» **Assigned task**
Return all lines of the data in which the string "first" occurs.

» **Excerpted records**

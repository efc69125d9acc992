//! Envelope-encryption key store entities and repository traits.
//!
//! Maps to the `encryption_keys` and `wrapped_secrets` tables.
//!
//! The data key that seals session tokens is never stored in the clear. It
//! is stored as a [`WrappedSecret`]: one sealed copy per retained
//! [`EncryptionKey`], so any single retained key can recover it.

use async_trait::async_trait;
use chrono::{DateTime, Duration, Utc};
use serde::{Deserialize, Serialize};
use uuid::Uuid;

use crate::shared::crypto::SecretKey;
use crate::shared::error::AppError;

/// A wrapping key.
///
/// Maps to the `encryption_keys` table:
/// - key_id: UUID PRIMARY KEY (v7, so ids sort by creation)
/// - key_material: BYTEA NOT NULL (32 bytes)
/// - created_at: TIMESTAMPTZ NOT NULL
#[derive(Debug, Clone)]
pub struct EncryptionKey {
    pub key_id: Uuid,
    pub key_material: SecretKey,
    pub created_at: DateTime<Utc>,
}

impl EncryptionKey {
    /// Create a key with fresh CSPRNG material.
    pub fn generate(created_at: DateTime<Utc>) -> Self {
        Self {
            key_id: Uuid::now_v7(),
            key_material: SecretKey::generate(),
            created_at,
        }
    }

    /// Age of this key relative to `now` (zero if `now` is earlier).
    pub fn age(&self, now: DateTime<Utc>) -> Duration {
        (now - self.created_at).max(Duration::zero())
    }

    /// Associated data binding a wrapped copy to this key.
    pub fn wrap_aad(&self) -> Vec<u8> {
        wrap_aad(self.key_id)
    }
}

/// Associated data for a data key sealed under `key_id`.
pub fn wrap_aad(key_id: Uuid) -> Vec<u8> {
    let mut aad = b"delta.wrap.v1:".to_vec();
    aad.extend_from_slice(key_id.as_bytes());
    aad
}

/// The data key sealed under one wrapping key.
#[derive(Debug, Clone, PartialEq, Eq, Serialize, Deserialize)]
pub struct WrappedEntry {
    pub key_id: Uuid,
    /// `[IV][ciphertext+tag]`, base64 (standard alphabet).
    pub ciphertext: String,
}

/// The single logical data key, wrapped under the current key set.
///
/// Maps to the `wrapped_secrets` table (a single row):
/// - id: SMALLINT PRIMARY KEY CHECK (id = 1)
/// - version: BIGINT NOT NULL (compare-and-swap counter)
/// - entries: JSONB NOT NULL
/// - updated_at: TIMESTAMPTZ NOT NULL
#[derive(Debug, Clone, PartialEq, Eq, Serialize, Deserialize)]
pub struct WrappedSecret {
    pub version: i64,
    pub entries: Vec<WrappedEntry>,
    pub updated_at: DateTime<Utc>,
}

impl WrappedSecret {
    /// Ids of the keys this secret is wrapped under, in entry order.
    pub fn key_ids(&self) -> Vec<Uuid> {
        self.entries.iter().map(|e| e.key_id).collect()
    }

    pub fn entry_for(&self, key_id: Uuid) -> Option<&WrappedEntry> {
        self.entries.iter().find(|e| e.key_id == key_id)
    }
}

/// Repository trait for the key store.
///
/// Failures surface as `AppError`; the key lifecycle manager treats every one
/// of them as "persistence unavailable" and fails closed.
#[async_trait]
pub trait KeyRepository: Send + Sync {
    /// Load all retained keys, oldest first.
    async fn load_keys(&self) -> Result<Vec<EncryptionKey>, AppError>;

    /// Persist a new key.
    async fn save_key(&self, key: &EncryptionKey) -> Result<(), AppError>;

    /// Delete a key by id. Deleting an unknown id is not an error.
    async fn delete_key(&self, key_id: Uuid) -> Result<(), AppError>;

    /// Load the wrapped data key, if one was ever written.
    async fn load_wrapped_secret(&self) -> Result<Option<WrappedSecret>, AppError>;

    /// Persist `secret` if the stored record is still at `secret.version - 1`
    /// (or absent when `secret.version == 1`).
    ///
    /// Returns `false` when another writer got there first.
    async fn save_wrapped_secret(&self, secret: &WrappedSecret) -> Result<bool, AppError>;
}

/// A held cross-process rotation lease.
#[derive(Debug, Clone, PartialEq, Eq)]
pub struct LockLease {
    pub token: String,
}

/// Cross-process mutual exclusion around key rotation.
#[async_trait]
pub trait RotationLock: Send + Sync {
    /// Try to take the lease without waiting. `None` means someone else holds it.
    async fn try_acquire(&self) -> Result<Option<LockLease>, AppError>;

    /// Release a lease taken by `try_acquire`.
    async fn release(&self, lease: LockLease) -> Result<(), AppError>;
}
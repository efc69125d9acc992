//! # Configuration Module
//!
//! This module handles application configuration loading and management.
//! Configuration can be loaded from:
//! - Environment variables (prefixed with APP__)
//! - Configuration files (config/default.toml, config/{environment}.toml)
//! - .env files (via dotenvy)
//!
//! ## Usage
//!
//! ```rust,ignore
//! use delta_server::config::Settings;
//!
//! let settings = Settings::load()?;
//! println!("Rotating wrapping keys every {}h", settings.keystore.rotation_interval_hours);
//! ```

mod settings;

pub use settings::*;
//! Cache Module
//!
//! Redis connection management and the cross-process rotation lock.
//!
//! Redis is optional: without `redis.url` key maintenance is serialized only
//! within the process, with the wrapped secret's version check as the last
//! line between concurrent writers.
//!
//! # Example
//!
//! ```rust,ignore
//! use delta_server::infrastructure::cache::{create_redis_client, RedisRotationLock};
//!
//! let conn = create_redis_client("redis://localhost:6379").await?;
//! let lock = RedisRotationLock::from_settings(conn, &settings.redis);
//! ```

mod rotation_lock;

pub use rotation_lock::RedisRotationLock;

use redis::aio::ConnectionManager;
use redis::Client;
use tracing::{info, instrument};

/// Creates a Redis connection manager with automatic reconnection.
#[instrument(skip(url))]
pub async fn create_redis_client(url: &str) -> Result<ConnectionManager, redis::RedisError> {
    info!("Connecting to Redis...");
    let client = Client::open(url)?;
    let manager = ConnectionManager::new(client).await?;
    info!("Redis connection established");
    Ok(manager)
}
//! Key Repository Implementation
//!
//! PostgreSQL implementation of the KeyRepository trait over the
//! `encryption_keys` and `wrapped_secrets` tables.

use async_trait::async_trait;
use chrono::{DateTime, Utc};
use sqlx::types::Json;
use sqlx::PgPool;
use uuid::Uuid;

use crate::domain::{EncryptionKey, KeyRepository, WrappedEntry, WrappedSecret};
use crate::shared::crypto::SecretKey;
use crate::shared::error::AppError;

/// The single row id of `wrapped_secrets`.
const SECRET_ROW: i16 = 1;

#[derive(Debug, sqlx::FromRow)]
struct KeyRow {
    key_id: Uuid,
    key_material: Vec<u8>,
    created_at: DateTime<Utc>,
}

impl KeyRow {
    fn into_key(mut self) -> Result<EncryptionKey, AppError> {
        let key_material = SecretKey::from_slice(&self.key_material);
        zeroize::Zeroize::zeroize(&mut self.key_material);

        Ok(EncryptionKey {
            key_id: self.key_id,
            key_material: key_material.map_err(|e| {
                AppError::Internal(format!("Stored key {} is unusable: {}", self.key_id, e))
            })?,
            created_at: self.created_at,
        })
    }
}

#[derive(Debug, sqlx::FromRow)]
struct WrappedSecretRow {
    version: i64,
    entries: Json<Vec<WrappedEntry>>,
    updated_at: DateTime<Utc>,
}

impl WrappedSecretRow {
    fn into_secret(self) -> WrappedSecret {
        WrappedSecret {
            version: self.version,
            entries: self.entries.0,
            updated_at: self.updated_at,
        }
    }
}

/// PostgreSQL key store.
#[derive(Clone)]
pub struct PgKeyRepository {
    pool: PgPool,
}

impl PgKeyRepository {
    /// Create a new PgKeyRepository with the given connection pool.
    pub fn new(pool: PgPool) -> Self {
        Self { pool }
    }
}

#[async_trait]
impl KeyRepository for PgKeyRepository {
    async fn load_keys(&self) -> Result<Vec<EncryptionKey>, AppError> {
        let rows = sqlx::query_as::<_, KeyRow>(
            r#"
            SELECT key_id, key_material, created_at
            FROM encryption_keys
            ORDER BY created_at ASC, key_id ASC
            "#,
        )
        .fetch_all(&self.pool)
        .await?;

        rows.into_iter().map(KeyRow::into_key).collect()
    }

    async fn save_key(&self, key: &EncryptionKey) -> Result<(), AppError> {
        sqlx::query(
            r#"
            INSERT INTO encryption_keys (key_id, key_material, created_at)
            VALUES ($1, $2, $3)
            "#,
        )
        .bind(key.key_id)
        .bind(key.key_material.as_bytes())
        .bind(key.created_at)
        .execute(&self.pool)
        .await
        .map_err(|e| match &e {
            sqlx::Error::Database(db_err) if db_err.is_unique_violation() => {
                AppError::Conflict(format!("Key {} already exists", key.key_id))
            }
            _ => AppError::Database(e),
        })?;

        Ok(())
    }

    async fn delete_key(&self, key_id: Uuid) -> Result<(), AppError> {
        sqlx::query("DELETE FROM encryption_keys WHERE key_id = $1")
            .bind(key_id)
            .execute(&self.pool)
            .await?;

        Ok(())
    }

    async fn load_wrapped_secret(&self) -> Result<Option<WrappedSecret>, AppError> {
        let row = sqlx::query_as::<_, WrappedSecretRow>(
            r#"
            SELECT version, entries, updated_at
            FROM wrapped_secrets
            WHERE id = $1
            "#,
        )
        .bind(SECRET_ROW)
        .fetch_optional(&self.pool)
        .await?;

        Ok(row.map(WrappedSecretRow::into_secret))
    }

    async fn save_wrapped_secret(&self, secret: &WrappedSecret) -> Result<bool, AppError> {
        let entries = Json(&secret.entries);

        let result = if secret.version == 1 {
            sqlx::query(
                r#"
                INSERT INTO wrapped_secrets (id, version, entries, updated_at)
                VALUES ($1, 1, $2, $3)
                ON CONFLICT (id) DO NOTHING
                "#,
            )
            .bind(SECRET_ROW)
            .bind(entries)
            .bind(secret.updated_at)
            .execute(&self.pool)
            .await?
        } else {
            sqlx::query(
                r#"
                UPDATE wrapped_secrets
                SET version = $2, entries = $3, updated_at = $4
                WHERE id = $1 AND version = $2 - 1
                "#,
            )
            .bind(SECRET_ROW)
            .bind(secret.version)
            .bind(entries)
            .bind(secret.updated_at)
            .execute(&self.pool)
            .await?
        };

        Ok(result.rows_affected() == 1)
    }
}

» **Output for this task**
    /// Load all retained keys, oldest first.
    /// Returns `false` when another writer got there first.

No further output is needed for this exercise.